Die Anschaffung eines Elektroautos ist derzeit günstiger denn je: Der von Bund und Automobilindustrie ins Leben gerufene Umweltbonus von 4.000 Euro macht es möglich. Hinzu kommen die finanziellen Vorteile beim „Tanken“, die Befreiung von der Kfz-Steuer und günstigere Wartungskosten, die beim Leaf durchschnittlich nur 127 Euro pro Jahr betragen.

Der neue Nissan Leaf

Der neue Nissan Leaf (Foto: Nissan)

Und wenn dann schon all die rationalen Argumente dafür sprechen, der Elektromobilität eine Chance zu geben, dann haben die „weichen“ Faktoren erst recht leichtes Spiel: So ein Stromer tritt nämlich beherzter an als die meisten konventionell angetriebenen Autos, weil der Elektromotor sein üppiges Drehmoment direkt ab der Leerlaufdrehzahl freisetzt – und nicht wie beim Verbrenner erst dann, wenn der Motor richtig auf Touren gekommen ist. Hinzu kommt der einzigartige Komfort, nahezu lautlos unterwegs zu sein. Ein Vorzug, den auch Gewerbetreibende zu schätzen wissen, die täglich viele Stunden im Stadtverkehr unterwegs sind. Gerade im kontinuierlichen Alltagseinsatz zeigt sich obendrein, dass ein Elektroauto gar nicht so kompliziert zu bedienen ist. Fast alles funktioniert genauso wie bei einem Auto mit Verbrennungsmotor – oder sogar einfacher, weil man zum Beispiel nicht mehr schalten muss. Der neue Nissan Leaf ist zudem mit dem innovativen e-Pedal ausgestattet, das Beschleunigungs- und Bremsfunktion in nur einem Pedal vereint und damit ein noch komfortableres Fahrerlebnis ermöglicht.
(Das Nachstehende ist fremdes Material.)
//! API request/response types shared by all handlers.

use chrono::{DateTime, Utc};
use garde::Validate;
use serde::{Deserialize, Serialize};
use uuid::Uuid;

use crate::models::{Comment, Poll, PollType, Role, User};
use crate::stores::CommentSort;

// ============================================================================
// Auth types
// ============================================================================

/// Register a new account.
#[derive(Debug, Serialize, Deserialize, Validate)]
pub struct RegisterPayload {
    #[garde(email)]
    pub email: String,
    #[garde(length(min = 1))]
    pub password: String,
}

/// Sign in with existing credentials.
#[derive(Debug, Serialize, Deserialize, Validate)]
pub struct LoginPayload {
    #[garde(length(min = 1))]
    pub email: String,
    #[garde(length(min = 1))]
    pub password: String,
}

/// Public projection of a user. Never exposes the password hash or salt.
#[derive(Debug, Clone, Serialize, Deserialize)]
#[serde(rename_all = "camelCase")]
pub struct UserInfo {
    pub id: Uuid,
    pub email: String,
    pub role: Role,
    pub created_at: DateTime<Utc>,
}

impl From<&User> for UserInfo {
    fn from(user: &User) -> Self {
        Self {
            id: user.id,
            email: user.email.clone(),
            role: user.role,
            created_at: user.created_at,
        }
    }
}

/// Returned by register, login, and refresh: a session token plus the user.
#[derive(Debug, Serialize, Deserialize)]
pub struct AuthResponse {
    pub token: String,
    pub user: UserInfo,
}

/// Current session, if any. `user` is null for anonymous callers.
#[derive(Debug, Serialize, Deserialize)]
pub struct MeResponse {
    pub user: Option<UserInfo>,
}

/// Plain acknowledgement body.
#[derive(Debug, Serialize, Deserialize)]
pub struct OkResponse {
    pub ok: bool,
}

// ============================================================================
// Poll types
// ============================================================================

/// Create a poll. Option ids are assigned server-side.
#[derive(Debug, Serialize, Deserialize, Validate)]
#[serde(rename_all = "camelCase")]
pub struct CreatePollPayload {
    #[garde(length(min = 1))]
    pub question: String,
    /// Option texts, at least two.
    #[garde(length(min = 2), inner(length(min = 1)))]
    pub options: Vec<String>,
    #[garde(skip)]
    pub start_date: DateTime<Utc>,
    /// Must lie after `start_date`; checked by the handler.
    #[garde(skip)]
    pub end_date: DateTime<Utc>,
    #[garde(skip)]
    #[serde(rename = "type")]
    pub poll_type: PollType,
    #[garde(skip)]
    #[serde(default)]
    pub categories: Vec<String>,
}

/// Returned after creating a poll.
#[derive(Debug, Serialize, Deserialize)]
#[serde(rename_all = "camelCase")]
pub struct CreatePollResponse {
    pub new_poll: Poll,
}

/// All polls.
#[derive(Debug, Serialize, Deserialize)]
pub struct PollsResponse {
    pub polls: Vec<Poll>,
}

/// Submit or replace a ballot.
#[derive(Debug, Serialize, Deserialize, Validate)]
#[serde(rename_all = "camelCase")]
pub struct VotePayload {
    #[garde(skip)]
    pub poll_id: String,
    /// Cardinality rules depend on the poll type; checked by the handler.
    #[garde(skip)]
    pub option_ids: Vec<String>,
    /// Replace an existing ballot instead of rejecting with a conflict.
    #[garde(skip)]
    #[serde(default)]
    pub revote: bool,
}

/// Returned after a recorded ballot.
#[derive(Debug, Serialize, Deserialize)]
#[serde(rename_all = "camelCase")]
pub struct VoteResponse {
    pub updated_poll: Poll,
}

#[derive(Debug, Deserialize)]
#[serde(rename_all = "camelCase")]
pub struct HasVotedQuery {
    pub poll_id: Option<String>,
}

/// The caller's ballot state. Anonymous callers always read as not voted.
#[derive(Debug, Serialize, Deserialize)]
#[serde(rename_all = "camelCase")]
pub struct HasVotedResponse {
    pub has_voted: bool,
    pub option_ids: Vec<String>,
}

#[derive(Debug, Deserialize)]
#[serde(rename_all = "camelCase")]
pub struct ParticipantsQuery {
    pub poll_id: Option<String>,
}

/// Distinct-voter count for a poll.
#[derive(Debug, Serialize, Deserialize)]
pub struct ParticipantsResponse {
    pub participants: u32,
}

// ============================================================================
// Comment types
// ============================================================================

const MIN_COMMENT_LEN: usize = 3;
const MAX_COMMENT_LEN: usize = 500;

/// Server-side banned-substring list; swap for a real moderation service
/// when one exists.
const BANNED_WORDS: [&str; 6] = ["damn", "hell", "shit", "fuck", "bitch", "asshole"];

fn validate_comment_text(value: &str, _ctx: &()) -> garde::Result {
    let clean = value.trim();
    let len = clean.chars().count();
    if len < MIN_COMMENT_LEN {
        return Err(garde::Error::new(format!(
            "Comment is too short (min {MIN_COMMENT_LEN} chars)"
        )));
    }
    if len > MAX_COMMENT_LEN {
        return Err(garde::Error::new(format!(
            "Comment is too long (max {MAX_COMMENT_LEN} chars)"
        )));
    }

    let lower = clean.to_lowercase();
    if BANNED_WORDS.iter().any(|word| lower.contains(word)) {
        return Err(garde::Error::new(
            "Please keep the conversation civil (profanity filtered)",
        ));
    }

    Ok(())
}

#[derive(Debug, Deserialize)]
#[serde(rename_all = "camelCase")]
pub struct CommentListQuery {
    pub poll_id: Option<String>,
    pub sort: Option<CommentSort>,
    pub offset: Option<usize>,
    pub limit: Option<usize>,
}

/// Post a comment. Text bounds and the profanity filter apply to the
/// trimmed text.
#[derive(Debug, Serialize, Deserialize, Validate)]
#[serde(rename_all = "camelCase")]
pub struct CreateCommentPayload {
    #[garde(length(min = 1))]
    pub poll_id: String,
    #[garde(custom(validate_comment_text))]
    pub text: String,
}

/// A comment annotated with the caller's like state.
#[derive(Debug, Serialize, Deserialize)]
#[serde(rename_all = "camelCase")]
pub struct CommentView {
    #[serde(flatten)]
    pub comment: Comment,
    pub liked_by_me: bool,
}

/// One page of comments. `total` counts the whole poll.
#[derive(Debug, Serialize, Deserialize)]
pub struct CommentsResponse {
    pub total: u32,
    pub comments: Vec<CommentView>,
}

/// Returned after posting a comment.
#[derive(Debug, Serialize, Deserialize)]
pub struct CreateCommentResponse {
    pub comment: CommentView,
}

/// Explicit like direction, as an alternative to toggling.
#[derive(Debug, Clone, Copy, PartialEq, Eq, Serialize, Deserialize)]
#[serde(rename_all = "lowercase")]
pub enum LikeAction {
    Like,
    Unlike,
}

/// Like, unlike, or toggle a like on a comment. With `toggle` set or no
/// `action` given, the current state is flipped.
#[derive(Debug, Serialize, Deserialize, Validate)]
#[serde(rename_all = "camelCase")]
pub struct LikePayload {
    #[garde(length(min = 1))]
    pub comment_id: String,
    #[garde(skip)]
    #[serde(default)]
    pub action: Option<LikeAction>,
    #[garde(skip)]
    #[serde(default)]
    pub toggle: bool,
}

/// Returned after a like mutation.
#[derive(Debug, Serialize, Deserialize)]
#[serde(rename_all = "camelCase")]
pub struct LikeResponse {
    pub comment_id: String,
    pub liked: bool,
    pub likes: u32,
}
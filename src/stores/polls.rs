//! Polls and recorded ballots.

use std::collections::HashMap;
use std::sync::{Mutex, MutexGuard};

use anyhow::Result;
use async_trait::async_trait;
use uuid::Uuid;

use crate::models::Poll;

/// Store for polls and per-user ballots.
#[cfg_attr(test, mockall::automock)]
#[async_trait]
pub trait PollStore: Send + Sync {
    /// Append a poll.
    async fn add_poll(&self, poll: Poll) -> Result<()>;

    /// All polls, in insertion order.
    async fn list(&self) -> Result<Vec<Poll>>;

    /// Snapshot of one poll.
    async fn get(&self, poll_id: &str) -> Result<Option<Poll>>;

    /// Whether the user has a recorded ballot on the poll.
    async fn has_user_voted(&self, poll_id: &str, user_id: Uuid) -> Result<bool>;

    /// The user's recorded option ids, if any.
    async fn get_user_vote_options(
        &self,
        poll_id: &str,
        user_id: Uuid,
    ) -> Result<Option<Vec<String>>>;

    /// Overwrite the user's recorded ballot without touching counters.
    async fn set_user_vote_options(
        &self,
        poll_id: &str,
        user_id: Uuid,
        option_ids: &[String],
    ) -> Result<()>;

    /// Add one vote to each listed option. Unknown poll or option ids are
    /// skipped.
    async fn increment_votes(&self, poll_id: &str, option_ids: &[String]) -> Result<()>;

    /// Remove one vote from each listed option, clamping counters at zero.
    /// Unknown poll or option ids are skipped.
    async fn decrement_votes(&self, poll_id: &str, option_ids: &[String]) -> Result<()>;

    /// Number of distinct users with a recorded ballot. Zero for unknown
    /// polls.
    async fn get_participant_count(&self, poll_id: &str) -> Result<u32>;

    /// Record a ballot in one step. On a revote the previous selections are
    /// decremented and the new ones incremented under a single lock, so no
    /// reader can observe the half-applied transition.
    async fn submit_vote(
        &self,
        poll_id: &str,
        user_id: Uuid,
        option_ids: &[String],
        revote: bool,
    ) -> Result<VoteOutcome>;
}

/// Result of an atomic ballot submission.
#[derive(Debug, Clone, PartialEq)]
pub enum VoteOutcome {
    /// Ballot recorded; carries the updated poll snapshot.
    Recorded(Poll),
    /// The user already voted and did not ask to revote.
    AlreadyVoted,
    /// The poll disappeared between the handler's lookup and the submit.
    PollNotFound,
}

fn apply_increment(poll: &mut Poll, option_ids: &[String]) {
    for id in option_ids {
        if let Some(option) = poll.options.iter_mut().find(|o| &o.id == id) {
            option.votes += 1;
        }
    }
}

fn apply_decrement(poll: &mut Poll, option_ids: &[String]) {
    for id in option_ids {
        if let Some(option) = poll.options.iter_mut().find(|o| &o.id == id) {
            option.votes = option.votes.saturating_sub(1);
        }
    }
}

#[derive(Default)]
struct PollData {
    polls: Vec<Poll>,
    // poll id -> user id -> chosen option ids
    votes: HashMap<String, HashMap<Uuid, Vec<String>>>,
}

/// In-memory implementation of PollStore.
pub struct MemoryPollStore {
    data: Mutex<PollData>,
}

impl MemoryPollStore {
    pub fn new() -> Self {
        Self {
            data: Mutex::new(PollData::default()),
        }
    }

    fn lock(&self) -> Result<MutexGuard<'_, PollData>> {
        self.data
            .lock()
            .map_err(|_| anyhow::anyhow!("poll store lock poisoned"))
    }
}

impl Default for MemoryPollStore {
    fn default() -> Self {
        Self::new()
    }
}

#[async_trait]
impl PollStore for MemoryPollStore {
    async fn add_poll(&self, poll: Poll) -> Result<()> {
        self.lock()?.polls.push(poll);
        Ok(())
    }

    async fn list(&self) -> Result<Vec<Poll>> {
        Ok(self.lock()?.polls.clone())
    }

    async fn get(&self, poll_id: &str) -> Result<Option<Poll>> {
        let data = self.lock()?;
        Ok(data.polls.iter().find(|p| p.id == poll_id).cloned())
    }

    async fn has_user_voted(&self, poll_id: &str, user_id: Uuid) -> Result<bool> {
        let data = self.lock()?;
        Ok(data
            .votes
            .get(poll_id)
            .is_some_and(|ballots| ballots.contains_key(&user_id)))
    }

    async fn get_user_vote_options(
        &self,
        poll_id: &str,
        user_id: Uuid,
    ) -> Result<Option<Vec<String>>> {
        let data = self.lock()?;
        Ok(data
            .votes
            .get(poll_id)
            .and_then(|ballots| ballots.get(&user_id))
            .cloned())
    }

    async fn set_user_vote_options(
        &self,
        poll_id: &str,
        user_id: Uuid,
        option_ids: &[String],
    ) -> Result<()> {
        let mut data = self.lock()?;
        data.votes
            .entry(poll_id.to_string())
            .or_default()
            .insert(user_id, option_ids.to_vec());
        Ok(())
    }

    async fn increment_votes(&self, poll_id: &str, option_ids: &[String]) -> Result<()> {
        let mut data = self.lock()?;
        if let Some(poll) = data.polls.iter_mut().find(|p| p.id == poll_id) {
            apply_increment(poll, option_ids);
        }
        Ok(())
    }

    async fn decrement_votes(&self, poll_id: &str, option_ids: &[String]) -> Result<()> {
        let mut data = self.lock()?;
        if let Some(poll) = data.polls.iter_mut().find(|p| p.id == poll_id) {
            apply_decrement(poll, option_ids);
        }
        Ok(())
    }

    async fn get_participant_count(&self, poll_id: &str) -> Result<u32> {
        let data = self.lock()?;
        Ok(data
            .votes
            .get(poll_id)
            .map_or(0, |ballots| ballots.len() as u32))
    }

    async fn submit_vote(
        &self,
        poll_id: &str,
        user_id: Uuid,
        option_ids: &[String],
        revote: bool,
    ) -> Result<VoteOutcome> {
        let mut guard = self.lock()?;
        let PollData { polls, votes } = &mut *guard;

        let previous = votes
            .get(poll_id)
            .and_then(|ballots| ballots.get(&user_id))
            .cloned();
        if previous.is_some() && !revote {
            return Ok(VoteOutcome::AlreadyVoted);
        }

        let Some(poll) = polls.iter_mut().find(|p| p.id == poll_id) else {
            return Ok(VoteOutcome::PollNotFound);
        };

        if let Some(previous) = &previous {
            apply_decrement(poll, previous);
        }
        apply_increment(poll, option_ids);

        votes
            .entry(poll_id.to_string())
            .or_default()
            .insert(user_id, option_ids.to_vec());

        Ok(VoteOutcome::Recorded(poll.clone()))
    }
}

#[cfg(test)]
mod tests {
    use super::*;
    use crate::models::{PollOption, PollType};
    use chrono::{Duration, Utc};

    fn poll(id: &str, counts: &[(&str, u32)]) -> Poll {
        Poll {
            id: id.to_string(),
            question: "q?".to_string(),
            options: counts
                .iter()
                .map(|(opt_id, votes)| PollOption {
                    id: opt_id.to_string(),
                    text: opt_id.to_string(),
                    votes: *votes,
                })
                .collect(),
            start_date: Utc::now() - Duration::days(1),
            end_date: Utc::now() + Duration::days(1),
            poll_type: PollType::SingleChoice,
            categories: vec![],
            created_at: Utc::now(),
        }
    }

    fn total_votes(poll: &Poll) -> u32 {
        poll.options.iter().map(|o| o.votes).sum()
    }

    fn votes_of(poll: &Poll, option_id: &str) -> u32 {
        poll.options
            .iter()
            .find(|o| o.id == option_id)
            .map(|o| o.votes)
            .unwrap()
    }

    async fn store_with(polls: Vec<Poll>) -> MemoryPollStore {
        let store = MemoryPollStore::new();
        for p in polls {
            store.add_poll(p).await.unwrap();
        }
        store
    }

    #[tokio::test]
    async fn add_then_get_and_list() {
        let store = store_with(vec![poll("p1", &[("a", 0)]), poll("p2", &[("b", 0)])]).await;

        assert_eq!(store.list().await.unwrap().len(), 2);
        assert_eq!(store.get("p1").await.unwrap().unwrap().id, "p1");
        assert!(store.get("missing").await.unwrap().is_none());
    }

    #[tokio::test]
    async fn first_vote_records_ballot_and_counts() {
        let store = store_with(vec![poll("p1", &[("a", 5), ("b", 3)])]).await;
        let user = Uuid::new_v4();

        let outcome = store
            .submit_vote("p1", user, &["a".to_string()], false)
            .await
            .unwrap();

        let VoteOutcome::Recorded(updated) = outcome else {
            panic!("Expected Recorded, got {outcome:?}");
        };
        assert_eq!(votes_of(&updated, "a"), 6);
        assert_eq!(votes_of(&updated, "b"), 3);
        assert!(store.has_user_voted("p1", user).await.unwrap());
        assert_eq!(
            store.get_user_vote_options("p1", user).await.unwrap(),
            Some(vec!["a".to_string()])
        );
        assert_eq!(store.get_participant_count("p1").await.unwrap(), 1);
    }

    #[tokio::test]
    async fn second_vote_without_revote_is_a_conflict() {
        let store = store_with(vec![poll("p1", &[("a", 0), ("b", 0)])]).await;
        let user = Uuid::new_v4();

        store
            .submit_vote("p1", user, &["a".to_string()], false)
            .await
            .unwrap();
        let outcome = store
            .submit_vote("p1", user, &["b".to_string()], false)
            .await
            .unwrap();

        assert_eq!(outcome, VoteOutcome::AlreadyVoted);
        // Nothing moved.
        let current = store.get("p1").await.unwrap().unwrap();
        assert_eq!(votes_of(&current, "a"), 1);
        assert_eq!(votes_of(&current, "b"), 0);
    }

    #[tokio::test]
    async fn revote_moves_counts_and_conserves_the_sum() {
        let store = store_with(vec![poll("p1", &[("a", 10), ("b", 20)])]).await;
        let user = Uuid::new_v4();

        store
            .submit_vote("p1", user, &["a".to_string()], false)
            .await
            .unwrap();
        let outcome = store
            .submit_vote("p1", user, &["b".to_string()], true)
            .await
            .unwrap();

        let VoteOutcome::Recorded(updated) = outcome else {
            panic!("Expected Recorded, got {outcome:?}");
        };
        assert_eq!(votes_of(&updated, "a"), 10);
        assert_eq!(votes_of(&updated, "b"), 21);
        assert_eq!(total_votes(&updated), 31);
        assert_eq!(
            store.get_user_vote_options("p1", user).await.unwrap(),
            Some(vec!["b".to_string()])
        );
    }

    #[tokio::test]
    async fn revote_with_the_same_selection_changes_nothing() {
        let store = store_with(vec![poll("p1", &[("a", 10), ("b", 20)])]).await;
        let user = Uuid::new_v4();

        store
            .submit_vote("p1", user, &["a".to_string()], false)
            .await
            .unwrap();
        let before = store.get("p1").await.unwrap().unwrap();

        let outcome = store
            .submit_vote("p1", user, &["a".to_string()], true)
            .await
            .unwrap();

        let VoteOutcome::Recorded(after) = outcome else {
            panic!("Expected Recorded, got {outcome:?}");
        };
        assert_eq!(votes_of(&after, "a"), votes_of(&before, "a"));
        assert_eq!(total_votes(&after), total_votes(&before));
    }

    #[tokio::test]
    async fn multi_select_revote_conserves_totals() {
        let store = store_with(vec![poll("p1", &[("a", 1), ("b", 2), ("c", 3)])]).await;
        let user = Uuid::new_v4();
        let base = 6;

        store
            .submit_vote("p1", user, &["a".to_string(), "b".to_string()], false)
            .await
            .unwrap();
        let current = store.get("p1").await.unwrap().unwrap();
        assert_eq!(total_votes(&current), base + 2);

        store
            .submit_vote("p1", user, &["c".to_string()], true)
            .await
            .unwrap();
        let current = store.get("p1").await.unwrap().unwrap();
        assert_eq!(total_votes(&current), base + 1);
        assert_eq!(votes_of(&current, "a"), 1);
        assert_eq!(votes_of(&current, "b"), 2);
        assert_eq!(votes_of(&current, "c"), 4);
    }

    #[tokio::test]
    async fn submit_to_unknown_poll_reports_not_found() {
        let store = MemoryPollStore::new();

        let outcome = store
            .submit_vote("missing", Uuid::new_v4(), &["a".to_string()], false)
            .await
            .unwrap();

        assert_eq!(outcome, VoteOutcome::PollNotFound);
    }

    #[tokio::test]
    async fn decrement_clamps_at_zero() {
        let store = store_with(vec![poll("p1", &[("a", 0)])]).await;

        store
            .decrement_votes("p1", &["a".to_string()])
            .await
            .unwrap();

        let current = store.get("p1").await.unwrap().unwrap();
        assert_eq!(votes_of(&current, "a"), 0);
    }

    #[tokio::test]
    async fn unknown_option_ids_are_skipped() {
        let store = store_with(vec![poll("p1", &[("a", 5)])]).await;

        store
            .increment_votes("p1", &["ghost".to_string(), "a".to_string()])
            .await
            .unwrap();

        let current = store.get("p1").await.unwrap().unwrap();
        assert_eq!(votes_of(&current, "a"), 6);
        assert_eq!(total_votes(&current), 6);
    }

    #[tokio::test]
    async fn participant_count_tracks_distinct_voters() {
        let store = store_with(vec![poll("p1", &[("a", 0), ("b", 0)])]).await;
        let alice = Uuid::new_v4();
        let bob = Uuid::new_v4();

        assert_eq!(store.get_participant_count("p1").await.unwrap(), 0);

        store
            .submit_vote("p1", alice, &["a".to_string()], false)
            .await
            .unwrap();
        store
            .submit_vote("p1", bob, &["b".to_string()], false)
            .await
            .unwrap();
        assert_eq!(store.get_participant_count("p1").await.unwrap(), 2);

        // A revote does not add a participant.
        store
            .submit_vote("p1", alice, &["b".to_string()], true)
            .await
            .unwrap();
        assert_eq!(store.get_participant_count("p1").await.unwrap(), 2);

        assert_eq!(store.get_participant_count("missing").await.unwrap(), 0);
    }
}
Effizienz und Emotion, Fahrspaß und Vernunft: Elektromobilität verbindet Gegensätzliches – und zwar nicht erst in ferner Zukunft, sondern im Hier und Jetzt. Auch wenn noch manche Hürden aus dem Weg zu räumen sind, können Elektroautos schon heute die Lösung für viele unterschiedliche Mobilitätsbedürfnisse sein. Oft genügt es dafür schon, die eigenen Vorurteile zu überwinden.